Billable usage system table reference

This article provides an overview of the billable usage system table, including the schema and example queries. With system tables, your account's billable usage data is centralized and routed to all regions, so you can view your account's global usage from whichever region your workspace is in.

For information on using this table to monitor costs and sample queries, see Monitor costs using system tables.

Table path: This system table is located at system.billing.usage.

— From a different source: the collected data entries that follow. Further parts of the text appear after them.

use crate::error::SimulationError;
use crate::simulation_engine::grid::DEFAULT_WIDTH;
use rand::Rng;
use serde::{Deserialize, Serialize};
use std::time::Duration;

/// Half-open range of simulation ticks, `[min, max)`.
#[derive(Debug, Clone, Copy, PartialEq, Eq, Serialize, Deserialize)]
pub struct TickRange {
    pub min: u64,
    pub max: u64,
}

impl TickRange {
    pub const fn new(min: u64, max: u64) -> Self {
        Self { min, max }
    }

    pub fn validate(&self, name: &'static str) -> Result<(), SimulationError> {
        if self.min == 0 || self.min >= self.max {
            return Err(SimulationError::InvalidRange {
                name,
                min: self.min,
                max: self.max,
            });
        }
        Ok(())
    }

    pub fn sample<R: Rng + ?Sized>(&self, rng: &mut R) -> u64 {
        rng.random_range(self.min..self.max)
    }
}

/// Everything needed to set up one run.
///
/// Counts are signed because they come straight from user input; negative
/// values are rejected when the simulation is built.
#[derive(Debug, Clone, PartialEq, Serialize, Deserialize)]
#[serde(default)]
pub struct SimulationConfig {
    pub cars: i64,
    pub lights: i64,
    pub width: usize,
    /// Hard cap on cars, further limited by the number of street cells.
    pub max_cars: usize,
    /// Light cycle period in ticks.
    pub light_period: TickRange,
    /// Length of one tick in microseconds. Car speeds and light periods are
    /// expressed in ticks.
    pub tick_micros: u64,
    /// Destinations tried per car before giving up on finding a route.
    pub route_attempts: usize,
    /// Cancel the run after this many seconds, e.g. to break gridlock.
    pub deadline_secs: Option<u64>,
    pub seed: Option<u64>,
    /// Console refresh interval in milliseconds.
    pub refresh_ms: u64,
}

impl Default for SimulationConfig {
    fn default() -> Self {
        Self {
            cars: 0,
            lights: 0,
            width: DEFAULT_WIDTH,
            max_cars: DEFAULT_WIDTH,
            light_period: TickRange::new(4000, 6000),
            tick_micros: 1000,
            route_attempts: 32,
            deadline_secs: None,
            seed: None,
            refresh_ms: 1000,
        }
    }
}

impl SimulationConfig {
    pub fn new(cars: i64, lights: i64) -> Self {
        Self {
            cars,
            lights,
            ..Self::default()
        }
    }

    pub fn from_json_str(json: &str) -> serde_json::Result<Self> {
        serde_json::from_str(json)
    }

    pub fn tick(&self) -> Duration {
        Duration::from_micros(self.tick_micros.max(1))
    }

    pub fn deadline(&self) -> Option<Duration> {
        self.deadline_secs.map(Duration::from_secs)
    }

    pub fn refresh_interval(&self) -> Duration {
        Duration::from_millis(self.refresh_ms.max(1))
    }

    /// Validates the car count against `street_cells`, the number of cells a
    /// car may start on.
    pub fn validated_cars(&self, street_cells: usize) -> Result<usize, SimulationError> {
        let requested = usize::try_from(self.cars)
            .map_err(|_| SimulationError::NegativeCars(self.cars))?;
        let max = self.max_cars.min(street_cells);
        if requested > max {
            return Err(SimulationError::TooManyCars { requested, max });
        }
        Ok(requested)
    }

    pub fn validated_lights(&self, intersections: usize) -> Result<usize, SimulationError> {
        let requested = usize::try_from(self.lights)
            .map_err(|_| SimulationError::NegativeLights(self.lights))?;
        if requested > intersections {
            return Err(SimulationError::TooManyLights {
                requested,
                available: intersections,
            });
        }
        Ok(requested)
    }
}

#[cfg(test)]
mod tests {
    use super::*;

    #[test]
    fn car_count_bounds() {
        let config = SimulationConfig::new(16, 0);
        assert_eq!(config.validated_cars(120), Ok(16));
        assert_eq!(
            SimulationConfig::new(17, 0).validated_cars(120),
            Err(SimulationError::TooManyCars {
                requested: 17,
                max: 16
            })
        );
        assert_eq!(
            SimulationConfig::new(-1, 0).validated_cars(120),
            Err(SimulationError::NegativeCars(-1))
        );
        // A tiny grid caps the count below `max_cars`.
        assert_eq!(
            SimulationConfig::new(5, 0).validated_cars(4),
            Err(SimulationError::TooManyCars {
                requested: 5,
                max: 4
            })
        );
    }

    #[test]
    fn light_count_bounds() {
        let config = SimulationConfig::new(0, 9);
        assert_eq!(config.validated_lights(9), Ok(9));
        assert_eq!(
            SimulationConfig::new(0, 10).validated_lights(9),
            Err(SimulationError::TooManyLights {
                requested: 10,
                available: 9
            })
        );
        assert_eq!(
            SimulationConfig::new(0, -3).validated_lights(9),
            Err(SimulationError::NegativeLights(-3))
        );
    }

    #[test]
    fn partial_json_falls_back_to_defaults() {
        let config = SimulationConfig::from_json_str(r#"{ "cars": 4, "lights": 2 }"#).unwrap();
        assert_eq!(config.cars, 4);
        assert_eq!(config.lights, 2);
        assert_eq!(config.width, DEFAULT_WIDTH);
        assert_eq!(config.light_period, TickRange::new(4000, 6000));
        assert_eq!(config.tick(), Duration::from_millis(1));
        assert_eq!(config.deadline(), None);
    }

    #[test]
    fn empty_ranges_are_rejected() {
        assert!(TickRange::new(10, 10).validate("light_period").is_err());
        assert!(TickRange::new(0, 10).validate("light_period").is_err());
        assert!(TickRange::new(1, 2).validate("light_period").is_ok());
    }
}
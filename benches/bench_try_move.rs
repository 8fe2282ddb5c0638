use city_traffic::simulation_engine::grid::{Grid, Position};
use criterion::{black_box, criterion_group, criterion_main, Criterion};

// Shuttles one car along row 0 and back to its start each iteration.
fn bench_try_move(c: &mut Criterion) {
    let grid = Grid::default();
    let start = Position::new(0, 6);
    let lane: Vec<Position> = (2..6).rev().map(|col| Position::new(0, col)).collect();

    c.bench_function("try_move_row", |b| {
        b.iter(|| {
            grid.occupy(start);
            let mut here = start;
            for next in &lane {
                black_box(grid.try_move(here, *next));
                here = *next;
            }
            grid.release(here);
        });
    });

    c.bench_function("try_move_blocked", |b| {
        grid.occupy(Position::new(8, 3));
        grid.occupy(Position::new(8, 4));
        b.iter(|| black_box(grid.try_move(Position::new(8, 3), Position::new(8, 4))));
    });
}

criterion_group!(benches, bench_try_move);
criterion_main!(benches);
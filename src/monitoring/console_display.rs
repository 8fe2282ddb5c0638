// console_display.rs
//
// Text rendering of simulation snapshots: the city map with car labels, a
// speed line per car still driving and the finished counter.

use crate::communication::messages::ShutdownSignal;
use crate::simulation_engine::grid::{CellKind, CellView, LaneDirection};
use crate::simulation_engine::simulation::{SimulationMonitor, SimulationSnapshot};
use crate::simulation_engine::vehicles::CarStatus;
use std::fmt::Write as _;
use std::io::{self, Write};
use tokio::time::{sleep, Duration};

/// Numerator of the tick-to-km/h conversion.
const SPEED_FACTOR: u64 = 1250;
/// Speeds above this many ticks are shown as standing still.
const STOPPED_THRESHOLD: u64 = 240;

const CLEAR_SCREEN: &str = "\x1B[2J\x1B[1;1H";

/// Converts a tick delay into the km/h figure shown to users.
pub fn display_speed_kmh(speed: u64) -> u64 {
    if speed == 0 || speed > STOPPED_THRESHOLD {
        0
    } else {
        SPEED_FACTOR / speed
    }
}

fn car_label(cars: &[CarStatus], cell: &CellView) -> Option<String> {
    cars.iter()
        .find(|car| !car.finished && car.position == cell.position)
        .map(|car| format!("{:^3}", car.id + 1))
}

fn glyph(cell: &CellView) -> &'static str {
    match cell.kind {
        CellKind::Building => "···",
        CellKind::Road => match cell.direction {
            LaneDirection::Left | LaneDirection::Right => "===",
            LaneDirection::Down | LaneDirection::Up => " ║ ",
            LaneDirection::LeftDown | LaneDirection::RightDown => "  ┼",
            LaneDirection::LeftUp | LaneDirection::RightUp => "┼  ",
            LaneDirection::None => "   ",
        },
    }
}

/// Renders one frame.
pub fn render(snapshot: &SimulationSnapshot) -> String {
    let mut frame = String::new();

    for row in snapshot.cells.chunks(snapshot.width.max(1)) {
        for cell in row {
            match cell.occupied.then(|| car_label(&snapshot.cars, cell)).flatten() {
                Some(label) => frame.push_str(&label),
                None => frame.push_str(glyph(cell)),
            }
        }
        frame.push('\n');
    }

    frame.push('\n');
    for car in snapshot.cars.iter().filter(|car| !car.finished) {
        let _ = writeln!(
            frame,
            "Car {} speed: {} km/h",
            car.id + 1,
            display_speed_kmh(car.speed)
        );
    }
    let _ = writeln!(
        frame,
        "Cars finished: {}/{}",
        snapshot.completed, snapshot.total_cars
    );
    frame.push_str(&"-".repeat(64));
    frame.push('\n');
    frame
}

/// Redraws the console every `refresh` until all cars finished or shutdown.
pub async fn run_display(monitor: SimulationMonitor, refresh: Duration, mut shutdown: ShutdownSignal) {
    loop {
        let frame = render(&monitor.snapshot());
        {
            let mut stdout = io::stdout().lock();
            let _ = write!(stdout, "{CLEAR_SCREEN}{frame}");
            let _ = stdout.flush();
        }
        if monitor.is_finished() || shutdown.is_triggered() {
            break;
        }
        tokio::select! {
            _ = sleep(refresh) => {}
            _ = shutdown.wait() => {}
        }
    }
}

#[cfg(test)]
mod tests {
    use super::*;
    use crate::config::SimulationConfig;
    use crate::simulation_engine::simulation::Simulation;

    #[test]
    fn speed_conversion_matches_reference_table() {
        assert_eq!(display_speed_kmh(50), 25);
        assert_eq!(display_speed_kmh(125), 10);
        assert_eq!(display_speed_kmh(240), 5);
        assert_eq!(display_speed_kmh(241), 0);
        assert_eq!(display_speed_kmh(250), 0);
    }

    #[test]
    fn empty_city_frame() {
        let simulation = Simulation::new(SimulationConfig::new(0, 0)).unwrap();
        let frame = render(&simulation.monitor().snapshot());
        let lines: Vec<&str> = frame.lines().collect();

        assert_eq!(lines[0], "  ┼┼  ".to_owned() + &"===".repeat(5) + "  ┼┼  " + &"===".repeat(5) + "  ┼┼  ");
        assert_eq!(lines[2].chars().count(), 16 * 3);
        assert!(lines[2].contains("···"));
        assert!(frame.contains("Cars finished: 0/0"));
    }

    #[test]
    fn cars_are_labelled_from_one() {
        let config = SimulationConfig {
            seed: Some(5),
            ..SimulationConfig::new(2, 0)
        };
        let simulation = Simulation::new(config).unwrap();
        let frame = render(&simulation.monitor().snapshot());
        assert!(frame.contains(" 1 "));
        assert!(frame.contains(" 2 "));
        assert!(frame.contains("Car 1 speed:"));
        assert!(frame.contains("Car 2 speed:"));
        assert!(frame.contains("Cars finished: 0/2"));
    }
}
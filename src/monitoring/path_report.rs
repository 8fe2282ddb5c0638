use crate::simulation_engine::simulation::{CarRoute, SimulationReport};
use serde::Serialize;
use std::error::Error;
use std::fmt::Write as _;
use std::fs::File;
use std::path::Path;

/// One route cell, as written to the CSV export.
#[derive(Debug, Serialize)]
pub struct PathRecord {
    pub car: usize,
    pub step: usize,
    pub row: usize,
    pub col: usize,
}

/// Human-readable listing of every car's route, one numbered cell per line.
pub fn format_paths(routes: &[CarRoute]) -> String {
    let mut report = String::new();
    for route in routes {
        let _ = writeln!(report, "path of car {}:", route.car + 1);
        for (step, cell) in route.cells.iter().enumerate() {
            let _ = writeln!(report, "{}.- ({}, {})", step, cell.row, cell.col);
        }
    }
    report
}

pub fn path_records(routes: &[CarRoute]) -> Vec<PathRecord> {
    routes
        .iter()
        .flat_map(|route| {
            route.cells.iter().enumerate().map(|(step, cell)| PathRecord {
                car: route.car + 1,
                step,
                row: cell.row,
                col: cell.col,
            })
        })
        .collect()
}

pub fn write_paths_csv(path: &Path, routes: &[CarRoute]) -> Result<(), Box<dyn Error>> {
    let mut wtr = csv::Writer::from_writer(File::create(path)?);
    for record in path_records(routes) {
        wtr.serialize(record)?;
    }
    wtr.flush()?;
    Ok(())
}

pub fn write_report_json(path: &Path, report: &SimulationReport) -> Result<(), Box<dyn Error>> {
    let file = File::create(path)?;
    serde_json::to_writer_pretty(file, report)?;
    Ok(())
}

Billable usage table schema

The billable usage system table uses the following schema:

Column name	Data type	Description	Example
`record_id`	string	Unique ID for this usage record	`11e22ba4-87b9-4cc2-9770-d10b894b7118`
`account_id`	string	ID of the account this report was generated for	`23e22ba4-87b9-4cc2-9770-d10b894b7118`
`workspace_id`	string	ID of the workspace this usage was associated with	`1234567890123456`
`sku_name`	string	Name of the SKU	`STANDARD_ALL_PURPOSE_COMPUTE`
`cloud`	string	Cloud associated with this usage. Possible values are `AWS`, `AZURE`, and `GCP`.	`AWS`, `AZURE`, or `GCP`
`usage_start_time`	timestamp	The start time relevant to this usage record. Timezone information is recorded at the end of the value with `+00:00` representing UTC timezone.	`2023-01-09 10:00:00.000+00:00`
`usage_end_time`	timestamp	The end time relevant to this usage record. Timezone information is recorded at the end of the value with `+00:00` representing UTC timezone.	`2023-01-09 11:00:00.000+00:00`
`usage_date`	date	Date of the usage record, this field can be used for faster aggregation by date	`2023-01-01`
`custom_tags`	map	Custom tags associated with the usage record	`{ “env”: “production” }`
`usage_unit`	string	Unit this usage is measured in	`DBU`
`usage_quantity`	decimal	Number of units consumed for this record	`259.2958`
`usage_metadata`	struct	System-provided metadata about the usage, including IDs for compute resources and jobs (if applicable). See Usage Metadata.	See Usage metadata
`identity_metadata`	struct	System-provided metadata about the identities involved in the usage. See Identity Metadata.	See Identity metadata
`record_type`	string	Whether the record is original, a retraction, or a restatement. The value is `ORIGINAL` unless the record is related to a correction. See Record Type.	`ORIGINAL`
`ingestion_date`	date	Date the record was ingested into the `usage` table	`2024-01-01`
`billing_origin_product`	string	The product that originated the usage. Some products can be billed as different SKUs. For possible values, see Product.	`JOBS`
`product_features`	struct	Details about the specific product features used. See Product features.	See Product features
`usage_type`	string	The type of usage attributed to the product or workload for billing purposes. Possible values are `COMPUTE_TIME`, `STORAGE_SPACE`, `NETWORK_BYTE`, `NETWORK_HOUR`, `API_OPERATION`, `TOKEN`, `GPU_TIME`, or `ANSWER`.	`STORAGE_SPACE`

Usage metadata reference

The values in usage_metadata are all strings that tell you about the workspace objects and resources involved in the usage record.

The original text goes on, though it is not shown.